EXERCISE DESCRIPTION: Each entry below is to be extracted exactly.

TASK INPUTS:
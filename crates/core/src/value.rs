//! Tagged runtime value passed across the export boundary.
//!
//! Producers expose wildly different types (counters, status strings, nested
//! maps), so the registry moves a single boxed value around instead of
//! threading generics through every decorator. Strong typing stays on the
//! producer side; the registry only needs value identity and, for expansion,
//! a mapping view.

use std::collections::BTreeMap;
use std::fmt;

use serde::Serialize;

/// Ordered mapping used for expandable values.
///
/// `BTreeMap` keeps keys sorted, which makes expansion order (and therefore
/// dump output) deterministic.
pub type ValueMap = BTreeMap<String, Value>;

/// A single exported value.
///
/// The `Display` form is the string rendering used by dump output.
#[derive(Debug, Clone, PartialEq, Serialize)]
#[serde(untagged)]
pub enum Value {
    /// Absent / unset value.
    Null,
    Bool(bool),
    Int(i64),
    Float(f64),
    Str(String),
    /// A nested mapping; the only variant that can be expanded into
    /// sub-variables.
    Map(ValueMap),
}

impl Value {
    /// True if this value is a mapping.
    #[must_use]
    pub fn is_map(&self) -> bool {
        matches!(self, Value::Map(_))
    }

    /// Borrow the mapping view, if this value is one.
    #[must_use]
    pub fn as_map(&self) -> Option<&ValueMap> {
        match self {
            Value::Map(m) => Some(m),
            _ => None,
        }
    }
}

impl fmt::Display for Value {
    fn fmt(&self, f: &mut fmt::Formatter<'_>) -> fmt::Result {
        match self {
            Value::Null => write!(f, "null"),
            Value::Bool(b) => write!(f, "{}", b),
            Value::Int(i) => write!(f, "{}", i),
            Value::Float(x) => write!(f, "{}", x),
            Value::Str(s) => write!(f, "{}", s),
            Value::Map(m) => {
                write!(f, "{{")?;
                for (i, (k, v)) in m.iter().enumerate() {
                    if i > 0 {
                        write!(f, ", ")?;
                    }
                    write!(f, "{}={}", k, v)?;
                }
                write!(f, "}}")
            }
        }
    }
}

impl From<bool> for Value {
    fn from(b: bool) -> Self {
        Value::Bool(b)
    }
}

impl From<i64> for Value {
    fn from(i: i64) -> Self {
        Value::Int(i)
    }
}

impl From<i32> for Value {
    fn from(i: i32) -> Self {
        Value::Int(i64::from(i))
    }
}

impl From<u32> for Value {
    fn from(i: u32) -> Self {
        Value::Int(i64::from(i))
    }
}

impl From<f64> for Value {
    fn from(x: f64) -> Self {
        Value::Float(x)
    }
}

impl From<&str> for Value {
    fn from(s: &str) -> Self {
        Value::Str(s.to_string())
    }
}

impl From<String> for Value {
    fn from(s: String) -> Self {
        Value::Str(s)
    }
}

impl From<ValueMap> for Value {
    fn from(m: ValueMap) -> Self {
        Value::Map(m)
    }
}
//! Namespaces command implementation.

use varexport_core::exporter::directory;

pub fn run() {
    for namespace in directory::namespaces() {
        if namespace.is_empty() {
            println!("(global)");
        } else {
            println!("{}", namespace);
        }
    }
}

TASK RESULT:
filename crates/core/src/value.rs
//! Tagged runtime value passed across the export boundary.
//!
//! Producers expose wildly different types (counters, status strings, nested
//! maps), so the registry moves a single boxed value around instead of
//! threading generics through every decorator. Strong typing stays on the
//! producer side; the registry only needs value identity and, for expansion,
//! a mapping view.

use std::collections::BTreeMap;
use std::fmt;

use serde::Serialize;

/// Ordered mapping used for expandable values.
///
/// `BTreeMap` keeps keys sorted, which makes expansion order (and therefore
/// dump output) deterministic.
pub type ValueMap = BTreeMap<String, Value>;

/// A single exported value.
///
/// The `Display` form is the string rendering used by dump output.
#[derive(Debug, Clone, PartialEq, Serialize)]
#[serde(untagged)]
pub enum Value {
    /// Absent / unset value.
    Null,
    Bool(bool),
    Int(i64),
    Float(f64),
    Str(String),
    /// A nested mapping; the only variant that can be expanded into
    /// sub-variables.
    Map(ValueMap),
}

impl Value {
    /// True if this value is a mapping.
    #[must_use]
    pub fn is_map(&self) -> bool {
        matches!(self, Value::Map(_))
    }

    /// Borrow the mapping view, if this value is one.
    #[must_use]
    pub fn as_map(&self) -> Option<&ValueMap> {
        match self {
            Value::Map(m) => Some(m),
            _ => None,
        }
    }
}

impl fmt::Display for Value {
    fn fmt(&self, f: &mut fmt::Formatter<'_>) -> fmt::Result {
        match self {
            Value::Null => write!(f, "null"),
            Value::Bool(b) => write!(f, "{}", b),
            Value::Int(i) => write!(f, "{}", i),
            Value::Float(x) => write!(f, "{}", x),
            Value::Str(s) => write!(f, "{}", s),
            Value::Map(m) => {
                write!(f, "{{")?;
                for (i, (k, v)) in m.iter().enumerate() {
                    if i > 0 {
                        write!(f, ", ")?;
                    }
                    write!(f, "{}={}", k, v)?;
                }
                write!(f, "}}")
            }
        }
    }
}

impl From<bool> for Value {
    fn from(b: bool) -> Self {
        Value::Bool(b)
    }
}

impl From<i64> for Value {
    fn from(i: i64) -> Self {
        Value::Int(i)
    }
}

impl From<i32> for Value {
    fn from(i: i32) -> Self {
        Value::Int(i64::from(i))
    }
}

impl From<u32> for Value {
    fn from(i: u32) -> Self {
        Value::Int(i64::from(i))
    }
}

impl From<f64> for Value {
    fn from(x: f64) -> Self {
        Value::Float(x)
    }
}

impl From<&str> for Value {
    fn from(s: &str) -> Self {
        Value::Str(s.to_string())
    }
}

impl From<String> for Value {
    fn from(s: String) -> Self {
        Value::Str(s)
    }
}

impl From<ValueMap> for Value {
    fn from(m: ValueMap) -> Self {
        Value::Map(m)
    }
}
//! Namespaces command implementation.

use varexport_core::exporter::directory;

pub fn run() {
    for namespace in directory::namespaces() {
        if namespace.is_empty() {
            println!("(global)");
        } else {
            println!("{}", namespace);
        }
    }
}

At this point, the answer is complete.